## PROVIDED RECORDS
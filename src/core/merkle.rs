//! Merkle tree over bundle content.
//!
//! The accumulator is a stack of perfect subtrees: pushing a leaf creates a
//! height-0 subtree and joins equal-height neighbours, so memory stays
//! logarithmic in the leaf count. Leaves are hashed as `H(0x00 || data)` and
//! nodes as `H(0x01 || left || right)`. While leaves are pushed the tree also
//! collects an inclusion proof for the leaf at its proof index.
//!
//! A bundle tree has one leaf per unlocked KV:
//! `"<package>:<chain version>:<key>:<hex(H(value))>"`, packages visited in
//! name order and leaves of one package pushed in lexical order.

use sha2::{Digest, Sha512};
use tracing::{debug, trace};

use crate::core::constants::MERKLE_PROOF_INDEX;
use crate::core::domain::Bundle;

const LEAF_PREFIX: u8 = 0x00;
const NODE_PREFIX: u8 = 0x01;

fn leaf_sum(data: &[u8]) -> Vec<u8> {
    let mut hasher = Sha512::new();
    hasher.update([LEAF_PREFIX]);
    hasher.update(data);
    hasher.finalize().to_vec()
}

fn node_sum(left: &[u8], right: &[u8]) -> Vec<u8> {
    let mut hasher = Sha512::new();
    hasher.update([NODE_PREFIX]);
    hasher.update(left);
    hasher.update(right);
    hasher.finalize().to_vec()
}

/// Root of an accumulator with no leaves: `SHA-512("")`.
pub fn empty_root() -> Vec<u8> {
    Sha512::digest(b"").to_vec()
}

#[derive(Debug, Clone)]
struct SubTree {
    height: usize,
    sum: Vec<u8>,
}

/// Streaming Merkle accumulator.
#[derive(Debug, Clone, Default)]
pub struct Tree {
    // Smallest (most recent) subtree last.
    stack: Vec<SubTree>,
    current_index: u64,
    proof_index: u64,
    proof_set: Vec<Vec<u8>>,
}

impl Tree {
    pub fn new() -> Self {
        Self::default()
    }

    /// Select the leaf to build an inclusion proof for.
    ///
    /// Must be called before the first push; later calls are ignored.
    pub fn set_index(&mut self, index: u64) {
        if self.current_index == 0 {
            self.proof_index = index;
        }
    }

    /// Append a leaf.
    pub fn push(&mut self, data: &[u8]) {
        if self.current_index == self.proof_index {
            self.proof_set.push(data.to_vec());
        }
        self.stack.push(SubTree {
            height: 0,
            sum: leaf_sum(data),
        });
        self.join_all_subtrees();
        self.current_index += 1;
    }

    fn join_all_subtrees(&mut self) {
        while self.stack.len() >= 2 {
            let n = self.stack.len();
            let (head, next) = (&self.stack[n - 1], &self.stack[n - 2]);
            if head.height != next.height {
                break;
            }

            // The sibling that does not contain the proof leaf joins the
            // proof set when the proof subtree is exactly this high.
            if !self.proof_set.is_empty() && head.height == self.proof_set.len() - 1 {
                let leaves = 1u64 << head.height;
                let mid = (self.current_index / leaves) * leaves;
                if self.proof_index < mid {
                    self.proof_set.push(head.sum.clone());
                } else {
                    self.proof_set.push(next.sum.clone());
                }
            }

            let sum = node_sum(&next.sum, &head.sum);
            let height = next.height + 1;
            self.stack.truncate(n - 2);
            self.stack.push(SubTree { height, sum });
        }
    }

    /// Number of leaves pushed so far.
    pub fn len(&self) -> u64 {
        self.current_index
    }

    pub fn is_empty(&self) -> bool {
        self.current_index == 0
    }

    /// Current root; [`empty_root`] when nothing was pushed.
    pub fn root(&self) -> Vec<u8> {
        let mut iter = self.stack.iter().rev();
        let Some(head) = iter.next() else {
            return empty_root();
        };
        iter.fold(head.sum.clone(), |sum, subtree| node_sum(&subtree.sum, &sum))
    }

    /// Root plus the inclusion proof of the leaf at the proof index.
    ///
    /// The proof set starts with the raw leaf data followed by sibling
    /// hashes from the bottom up. It is empty when the proof index is past
    /// the last leaf.
    pub fn prove(&self) -> Proof {
        let root = self.root();
        if self.stack.is_empty() || self.proof_set.is_empty() {
            return Proof {
                root,
                set: Vec::new(),
                index: self.proof_index,
                leaves: self.current_index,
            };
        }

        let mut set = self.proof_set.clone();
        let proof_height = set.len() - 1;

        // Fold the subtrees smaller than the one holding the proof leaf into
        // a single right sibling.
        let mut remaining = self.stack.clone();
        let mut sum = remaining.pop().map(|s| s.sum).unwrap_or_default();
        while let Some(next) = remaining.last() {
            if next.height >= proof_height {
                break;
            }
            sum = node_sum(&next.sum, &sum);
            remaining.pop();
        }

        if remaining
            .last()
            .is_some_and(|next| next.height == proof_height)
        {
            set.push(sum);
            remaining.pop();
        }

        // Every subtree left of the proof subtree is a left sibling.
        while let Some(subtree) = remaining.pop() {
            set.push(subtree.sum);
        }

        Proof {
            root,
            set,
            index: self.proof_index,
            leaves: self.current_index,
        }
    }
}

/// Inclusion proof produced by [`Tree::prove`].
#[derive(Debug, Clone, PartialEq, Eq)]
pub struct Proof {
    pub root: Vec<u8>,
    pub set: Vec<Vec<u8>>,
    pub index: u64,
    pub leaves: u64,
}

/// Check an inclusion proof against a root.
pub fn verify_proof(root: &[u8], set: &[Vec<u8>], index: u64, leaves: u64) -> bool {
    if index >= leaves || set.is_empty() {
        return false;
    }

    let mut height = 0usize;
    let mut sum = leaf_sum(&set[height]);
    height += 1;

    // Climb while the subtree of the current height is complete.
    let mut stable_end = index;
    loop {
        let width = 1u64 << height;
        let start = (index / width) * width;
        let end = start + width - 1;
        if end >= leaves {
            break;
        }
        stable_end = end;

        let Some(sibling) = set.get(height) else {
            return false;
        };
        if index - start < (1u64 << (height - 1)) {
            sum = node_sum(&sum, sibling);
        } else {
            sum = node_sum(sibling, &sum);
        }
        height += 1;
    }

    // An elevated orphan on the right.
    if stable_end != leaves - 1 {
        let Some(sibling) = set.get(height) else {
            return false;
        };
        sum = node_sum(&sum, sibling);
        height += 1;
    }

    // Everything left is a left sibling.
    while let Some(sibling) = set.get(height) {
        sum = node_sum(sibling, &sum);
        height += 1;
    }

    sum.as_slice() == root
}

/// Counters gathered while building a bundle tree.
#[derive(Debug, Clone, Copy, Default, PartialEq, Eq)]
pub struct Statistics {
    pub packages: usize,
    pub secrets: usize,
    pub locked_packages: usize,
}

/// Build the tree of a bundle without mutating it.
///
/// Packages are visited in name order regardless of their stored order.
/// Locked chains and packages without a chain contribute no leaves.
pub fn bundle_tree(bundle: &Bundle) -> (Tree, Statistics) {
    let mut order: Vec<&crate::core::domain::Package> = bundle.packages.iter().collect();
    order.sort_by(|a, b| a.name.cmp(&b.name));

    let mut tree = Tree::new();
    tree.set_index(MERKLE_PROOF_INDEX);
    let mut stats = Statistics {
        packages: bundle.packages.len(),
        ..Statistics::default()
    };

    for package in order {
        let Some(chain) = &package.secrets else {
            continue;
        };
        if chain.is_locked() {
            stats.locked_packages += 1;
            continue;
        }

        let mut leaves: Vec<String> = chain
            .data
            .iter()
            .map(|kv| {
                format!(
                    "{}:{}:{}:{}",
                    package.name,
                    chain.version,
                    kv.key,
                    hex::encode(Sha512::digest(&kv.value))
                )
            })
            .collect();
        leaves.sort();
        stats.secrets += leaves.len();

        trace!(package = %package.name, leaves = leaves.len(), "merkle leaves");
        for leaf in &leaves {
            tree.push(leaf.as_bytes());
        }
    }

    debug!(
        packages = stats.packages,
        secrets = stats.secrets,
        locked = stats.locked_packages,
        "merkle tree built"
    );
    (tree, stats)
}

/// Root of a bundle's tree.
pub fn bundle_root(bundle: &Bundle) -> Vec<u8> {
    bundle_tree(bundle).0.root()
}
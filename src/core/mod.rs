//! Core library components.
//!
//! Everything the engine does lives here: the bundle data model and its
//! binary envelope, integrity, encryption, diffing, patching and linting.

pub mod builder;
pub mod cipher;
pub mod codec;
pub mod config;
pub mod constants;
pub mod context;
pub mod cso;
pub mod diff;
pub mod domain;
pub mod expr;
pub mod glob;
pub mod merkle;
pub mod packer;
pub mod patch;
#[cfg(feature = "rego")]
pub mod policy;
pub mod ruleset;
pub mod selector;
pub mod template;
pub mod types;
pub mod validation;
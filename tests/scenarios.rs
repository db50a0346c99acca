//! End-to-end scenarios across the codec, diff, patch, lint and
//! encryption pipelines.

mod support;
use support::*;

use std::sync::Arc;

use cellar::core::cipher::{lock, unlock, TransformerRef};
use cellar::core::domain::{Bundle, KV};
use cellar::core::patch::{self, BundlePatch};
use cellar::core::ruleset::{self, Rule, RuleSet};
use cellar::core::{codec, diff, merkle};
use cellar::{Context, Error};

fn single(name: &str, key: &str, value: &str) -> Bundle {
    bundle(&[(name, &[(key, value)][..])])
}

#[test]
fn test_roundtrip_keeps_root_and_values() {
    init_tracing();
    let mut original = single("infra/db", "pwd", "s3cr3t");
    let bytes = codec::to_bytes(&mut original).unwrap();

    let loaded = codec::load(bytes.as_slice()).unwrap();
    assert_eq!(loaded.merkle_tree_root, original.merkle_tree_root);
    assert_eq!(loaded.merkle_tree_root, merkle::bundle_root(&loaded));
    assert_eq!(secret_text(&loaded, "infra/db", "pwd"), "s3cr3t");
}

#[test]
fn test_tampered_bytes_fail_integrity() {
    let mut original = single("infra/db", "pwd", "s3cr3t");
    let mut bytes = codec::to_bytes(&mut original).unwrap();

    let at = bytes
        .windows(6)
        .position(|w| w == b"s3cr3t")
        .expect("value bytes present in the encoding");
    bytes[at] ^= 0x20;

    assert!(matches!(
        codec::from_bytes(&bytes),
        Err(Error::Integrity(_))
    ));
}

#[test]
fn test_diff_lists_added_package_and_secrets() {
    let src = single("a/x", "k", "v");
    let mut dst = src.clone();
    dst.packages.push(package("a/y", &[("k2", "v2")]));

    let log = diff::diff(&src, &dst).unwrap();
    assert_oplog(&log, &["add/package a/y", "add/secret a/y#k2"]);
    assert_eq!(log.items()[1].value(), Some("v2"));
}

#[test]
fn test_patch_rename() {
    let document = r#"
apiVersion: harp.elastic.co/v1
kind: BundlePatch
meta:
  name: rename
spec:
  rules:
    - selector:
        matchPath:
          strict: app/old
      package:
        path:
          template: app/new
"#;
    let patch = BundlePatch::from_yaml(document).unwrap();
    let input = single("app/old", "k", "v");
    let output = patch::apply(&patch, &input, &serde_json::Value::Null).unwrap();

    assert_eq!(names(&output), vec!["app/new"]);
    assert_eq!(output.packages[0].annotations["patched"], "true");
    assert_eq!(names(&input), vec!["app/old"]);
}

#[test]
fn test_lint_violation() {
    let ruleset = RuleSet::new("app").with_rule(Rule::constraints(
        "api-key-required",
        "app/**",
        [r#"p.has_secret("API_KEY")"#],
    ));
    let bundle = single("app/x", "OTHER", "v");

    match ruleset::evaluate(&Context::background(), &bundle, &ruleset) {
        Err(Error::Violation { package, rule }) => {
            assert_eq!(package, "app/x");
            assert_eq!(rule, "api-key-required");
        }
        other => panic!("expected a violation, got {:?}", other),
    }
}

#[test]
fn test_lock_unlock_restores_root() {
    let ctx = Context::background();
    let mut bundle = standard_bundle();
    let root = merkle::bundle_root(&bundle);

    lock(&ctx, &mut bundle, &Base64Transformer).unwrap();
    assert!(bundle.packages.iter().all(|p| p.is_locked()));
    assert_eq!(merkle::bundle_root(&bundle), merkle::empty_root());

    let transformer: TransformerRef = Arc::new(Base64Transformer);
    unlock(&ctx, &mut bundle, &[transformer], false).unwrap();
    assert_eq!(merkle::bundle_root(&bundle), root);
    assert_eq!(secret_text(&bundle, INFRA_DB, "DB_PASSWORD"), "hunter2");
}

#[test]
fn test_zero_package_bundle() {
    let mut empty = Bundle::new();
    let bytes = codec::to_bytes(&mut empty).unwrap();
    let loaded = codec::from_bytes(&bytes).unwrap();
    assert!(loaded.packages.is_empty());
    assert_eq!(loaded.merkle_tree_root, merkle::empty_root());
    assert!(diff::diff(&loaded, &loaded).unwrap().is_empty());
}

#[test]
fn test_locked_only_bundle_roundtrips() {
    let ctx = Context::background();
    let mut bundle = standard_bundle();
    lock(&ctx, &mut bundle, &Base64Transformer).unwrap();

    let bytes = codec::to_bytes(&mut bundle).unwrap();
    let loaded = codec::from_bytes(&bytes).unwrap();
    assert_eq!(loaded.merkle_tree_root, merkle::empty_root());
    assert!(loaded.has_locked_packages());
    assert_eq!(loaded, bundle);
}

#[test]
fn test_key_lookup_ignores_case() {
    let mut bundle = Bundle::new();
    let mut pkg = package("app/x", &[]);
    pkg.chain_mut().data.push(KV::new("Foo", "bar").unwrap());
    bundle.packages.push(pkg);

    assert_eq!(secret_text(&bundle, "app/x", "foo"), "bar");
    assert_eq!(secret_text(&bundle, "app/x", "FOO"), "bar");
}
//! Static checks.
//!
//! Resolves identifiers, field names and method signatures before any
//! package is evaluated, and infers the result type where it is known.

use super::parser::{BinaryOp, Expr, Literal, UnaryOp};

/// Static type of an expression. `Dyn` is only known at evaluation time.
#[derive(Debug, Clone, Copy, PartialEq, Eq)]
pub(crate) enum Type {
    Dyn,
    Null,
    Bool,
    Int,
    Float,
    String,
    List,
    Map,
    Package,
    Secret,
}

/// Name of the identifier bound to the package under evaluation.
pub(crate) const PACKAGE_IDENT: &str = "p";

/// Method signature: receiver, name, parameter types, result type.
type Signature = (Type, &'static str, &'static [Type], Type);

const METHODS: &[Signature] = &[
    (Type::Package, "match_path", &[Type::String], Type::Bool),
    (Type::Package, "has_secret", &[Type::String], Type::Bool),
    (Type::Package, "has_all_secrets", &[Type::List], Type::Bool),
    (Type::Package, "has_any_secrets", &[Type::List], Type::Bool),
    (Type::Package, "is_cso_compliant", &[], Type::Bool),
    (Type::Package, "secret", &[Type::String], Type::Secret),
    (Type::Secret, "is_base64", &[], Type::Bool),
    (Type::Secret, "is_required", &[], Type::Bool),
    (Type::Secret, "is_url", &[], Type::Bool),
    (Type::Secret, "is_uuid", &[], Type::Bool),
    (Type::Secret, "is_email", &[], Type::Bool),
    (Type::Secret, "is_json", &[], Type::Bool),
    (Type::String, "startsWith", &[Type::String], Type::Bool),
    (Type::String, "endsWith", &[Type::String], Type::Bool),
    (Type::String, "contains", &[Type::String], Type::Bool),
    (Type::String, "matches", &[Type::String], Type::Bool),
    (Type::String, "size", &[], Type::Int),
    (Type::List, "size", &[], Type::Int),
    (Type::Map, "size", &[], Type::Int),
];

pub(crate) fn check(expr: &Expr) -> Result<Type, String> {
    match expr {
        Expr::Literal(literal) => Ok(match literal {
            Literal::Null => Type::Null,
            Literal::Bool(_) => Type::Bool,
            Literal::Int(_) => Type::Int,
            Literal::Float(_) => Type::Float,
            Literal::Str(_) => Type::String,
        }),
        Expr::Ident(name) if name == PACKAGE_IDENT => Ok(Type::Package),
        Expr::Ident(name) => Err(format!("undeclared reference to '{}'", name)),
        Expr::List(items) => {
            for item in items {
                check(item)?;
            }
            Ok(Type::List)
        }
        Expr::Unary(op, operand) => {
            let ty = check(operand)?;
            match (op, ty) {
                (UnaryOp::Not, Type::Bool | Type::Dyn) => Ok(Type::Bool),
                (UnaryOp::Neg, Type::Int | Type::Float | Type::Dyn) => Ok(ty),
                (UnaryOp::Not, other) => Err(format!("cannot negate {:?}", other)),
                (UnaryOp::Neg, other) => Err(format!("cannot apply '-' to {:?}", other)),
            }
        }
        Expr::Binary(op, left, right) => binary(*op, check(left)?, check(right)?),
        Expr::Ternary(condition, then, otherwise) => {
            if !matches!(check(condition)?, Type::Bool | Type::Dyn) {
                return Err("ternary condition must be a bool".to_string());
            }
            let (a, b) = (check(then)?, check(otherwise)?);
            Ok(if a == b { a } else { Type::Dyn })
        }
        Expr::Member(target, field) => match check(target)? {
            Type::Package => match field.as_str() {
                "name" => Ok(Type::String),
                "labels" | "annotations" => Ok(Type::Map),
                other => Err(format!("undefined field '{}' on package", other)),
            },
            Type::Map | Type::Dyn => Ok(Type::Dyn),
            other => Err(format!("cannot select field '{}' on {:?}", field, other)),
        },
        Expr::Index(target, index) => {
            let index = check(index)?;
            match check(target)? {
                Type::List if matches!(index, Type::Int | Type::Dyn) => Ok(Type::Dyn),
                Type::Map if matches!(index, Type::String | Type::Dyn) => Ok(Type::Dyn),
                Type::Dyn => Ok(Type::Dyn),
                other => Err(format!("cannot index {:?} with {:?}", other, index)),
            }
        }
        Expr::Call(target, method, args) => {
            let receiver = check(target)?;
            let arg_types = args.iter().map(check).collect::<Result<Vec<_>, _>>()?;
            call(receiver, method, &arg_types)
        }
    }
}

fn call(receiver: Type, method: &str, args: &[Type]) -> Result<Type, String> {
    let candidates: Vec<&Signature> = METHODS
        .iter()
        .filter(|(on, name, _, _)| {
            *name == method && (*on == receiver || receiver == Type::Dyn)
        })
        .collect();

    let Some((_, _, params, result)) = candidates.first() else {
        return Err(format!(
            "undeclared reference to '{}' on {:?}",
            method, receiver
        ));
    };

    if params.len() != args.len() {
        return Err(format!(
            "'{}' expects {} argument(s), got {}",
            method,
            params.len(),
            args.len()
        ));
    }
    for (param, arg) in params.iter().zip(args) {
        if *arg != Type::Dyn && arg != param {
            return Err(format!(
                "'{}' expects {:?} argument, got {:?}",
                method, param, arg
            ));
        }
    }

    Ok(if receiver == Type::Dyn && candidates.len() > 1 {
        Type::Dyn
    } else {
        *result
    })
}

fn binary(op: BinaryOp, left: Type, right: Type) -> Result<Type, String> {
    use Type::*;
    let numeric = |t: Type| matches!(t, Int | Float | Dyn);

    match op {
        BinaryOp::And | BinaryOp::Or => {
            if matches!(left, Bool | Dyn) && matches!(right, Bool | Dyn) {
                Ok(Bool)
            } else {
                Err(format!("logical operator needs bools, got {:?} and {:?}", left, right))
            }
        }
        BinaryOp::Eq | BinaryOp::Ne => Ok(Bool),
        BinaryOp::Lt | BinaryOp::Le | BinaryOp::Gt | BinaryOp::Ge => {
            let comparable = (numeric(left) && numeric(right))
                || (matches!(left, String | Dyn) && matches!(right, String | Dyn));
            if comparable {
                Ok(Bool)
            } else {
                Err(format!("cannot compare {:?} with {:?}", left, right))
            }
        }
        BinaryOp::In => match right {
            List | Map | Dyn => Ok(Bool),
            other => Err(format!("'in' needs a list or map, got {:?}", other)),
        },
        BinaryOp::Add => match (left, right) {
            (Dyn, _) | (_, Dyn) => Ok(Dyn),
            (String, String) => Ok(String),
            (List, List) => Ok(List),
            (Int, Int) => Ok(Int),
            (l, r) if numeric(l) && numeric(r) => Ok(Float),
            (l, r) => Err(format!("cannot add {:?} and {:?}", l, r)),
        },
        BinaryOp::Sub | BinaryOp::Mul | BinaryOp::Div | BinaryOp::Rem => match (left, right) {
            (Dyn, _) | (_, Dyn) => Ok(Dyn),
            (Int, Int) => Ok(Int),
            (l, r) if numeric(l) && numeric(r) => Ok(Float),
            (l, r) => Err(format!("arithmetic on {:?} and {:?}", l, r)),
        },
    }
}
//! Age transformer.
//!
//! Encrypts to one or more x25519 recipients using the binary age format.
//! Decryption needs the matching identity.

use std::io::{Read, Write};

use ::age::x25519;
use tracing::trace;

use super::Transformer;
use crate::core::context::Context;
use crate::error::{Error, Result};

/// Age-based transformer using x25519 keys.
#[derive(Clone)]
pub struct AgeTransformer {
    recipients: Vec<x25519::Recipient>,
    identity: Option<x25519::Identity>,
}

impl AgeTransformer {
    /// Transformer able to encrypt for `recipients`, and to decrypt when an
    /// identity is given.
    ///
    /// # Errors
    ///
    /// Returns `Error::InvalidArgument` when `recipients` is empty.
    pub fn new(
        recipients: Vec<x25519::Recipient>,
        identity: Option<x25519::Identity>,
    ) -> Result<Self> {
        if recipients.is_empty() {
            return Err(Error::InvalidArgument(
                "age transformer needs at least one recipient".into(),
            ));
        }
        Ok(Self {
            recipients,
            identity,
        })
    }

    /// Transformer encrypting to the identity's own public key.
    pub fn from_identity(identity: x25519::Identity) -> Self {
        Self {
            recipients: vec![identity.to_public()],
            identity: Some(identity),
        }
    }

    pub fn recipients(&self) -> &[x25519::Recipient] {
        &self.recipients
    }

    /// Whether this transformer can decrypt.
    pub fn can_decrypt(&self) -> bool {
        self.identity.is_some()
    }
}

impl Transformer for AgeTransformer {
    fn name(&self) -> &str {
        "age"
    }

    fn encrypt(&self, ctx: &Context, plaintext: &[u8]) -> Result<Vec<u8>> {
        ctx.check()?;
        trace!(
            recipients = self.recipients.len(),
            plaintext_len = plaintext.len(),
            "encrypting"
        );

        let encryptor = ::age::Encryptor::with_recipients(
            self.recipients.iter().map(|r| r as &dyn ::age::Recipient),
        )
        .map_err(|e| encrypt_error(e.to_string()))?;

        let mut encrypted = Vec::new();
        let mut writer = encryptor.wrap_output(&mut encrypted)?;
        writer.write_all(plaintext)?;
        writer.finish()?;

        trace!(ciphertext_len = encrypted.len(), "encrypted");
        Ok(encrypted)
    }

    fn decrypt(&self, ctx: &Context, ciphertext: &[u8]) -> Result<Vec<u8>> {
        ctx.check()?;
        let identity = self
            .identity
            .as_ref()
            .ok_or_else(|| decrypt_error("no identity configured".into()))?;
        trace!(ciphertext_len = ciphertext.len(), "decrypting");

        let decryptor =
            ::age::Decryptor::new(ciphertext).map_err(|e| decrypt_error(e.to_string()))?;
        let mut reader = decryptor
            .decrypt(std::iter::once(identity as &dyn ::age::Identity))
            .map_err(|e| decrypt_error(e.to_string()))?;

        let mut decrypted = Vec::new();
        reader.read_to_end(&mut decrypted)?;

        trace!(plaintext_len = decrypted.len(), "decrypted");
        Ok(decrypted)
    }
}

impl std::fmt::Debug for AgeTransformer {
    fn fmt(&self, f: &mut std::fmt::Formatter<'_>) -> std::fmt::Result {
        f.debug_struct("AgeTransformer")
            .field("recipients", &self.recipients.len())
            .field("identity", &self.identity.is_some())
            .finish()
    }
}

// The pipeline rewraps these with the package name.
fn encrypt_error(reason: String) -> Error {
    Error::Encrypt {
        package: String::new(),
        reason,
    }
}

fn decrypt_error(reason: String) -> Error {
    Error::Decrypt {
        package: String::new(),
        reason,
    }
}

/// Parse a public key string into an age recipient.
///
/// # Errors
///
/// Returns `Error::InvalidArgument` if the key format is invalid.
pub fn parse_recipient(key: &str) -> Result<x25519::Recipient> {
    key.trim()
        .parse::<x25519::Recipient>()
        .map_err(|_| Error::InvalidArgument(format!("invalid age recipient '{}'", key)))
}

/// Parse an `AGE-SECRET-KEY-1…` string into an identity.
///
/// The key material is not echoed back in the error.
pub fn parse_identity(key: &str) -> Result<x25519::Identity> {
    key.trim()
        .parse::<x25519::Identity>()
        .map_err(|_| Error::InvalidArgument("invalid age identity".into()))
}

## EXERCISE BRIEF
Set down precisely the lines above between the line holding "fn encrypt(&self, ctx: &Context, plaintext: &[u8])" and the line holding "let identity = self", inclusive, and nothing beyond them.

## RESPONSE TO THE EXERCISE
    fn encrypt(&self, ctx: &Context, plaintext: &[u8]) -> Result<Vec<u8>> {
        ctx.check()?;
        trace!(
            recipients = self.recipients.len(),
            plaintext_len = plaintext.len(),
            "encrypting"
        );

        let encryptor = ::age::Encryptor::with_recipients(
            self.recipients.iter().map(|r| r as &dyn ::age::Recipient),
        )
        .map_err(|e| encrypt_error(e.to_string()))?;

        let mut encrypted = Vec::new();
        let mut writer = encryptor.wrap_output(&mut encrypted)?;
        writer.write_all(plaintext)?;
        writer.finish()?;

        trace!(ciphertext_len = encrypted.len(), "encrypted");
        Ok(encrypted)
    }

    fn decrypt(&self, ctx: &Context, ciphertext: &[u8]) -> Result<Vec<u8>> {
        ctx.check()?;
        let identity = self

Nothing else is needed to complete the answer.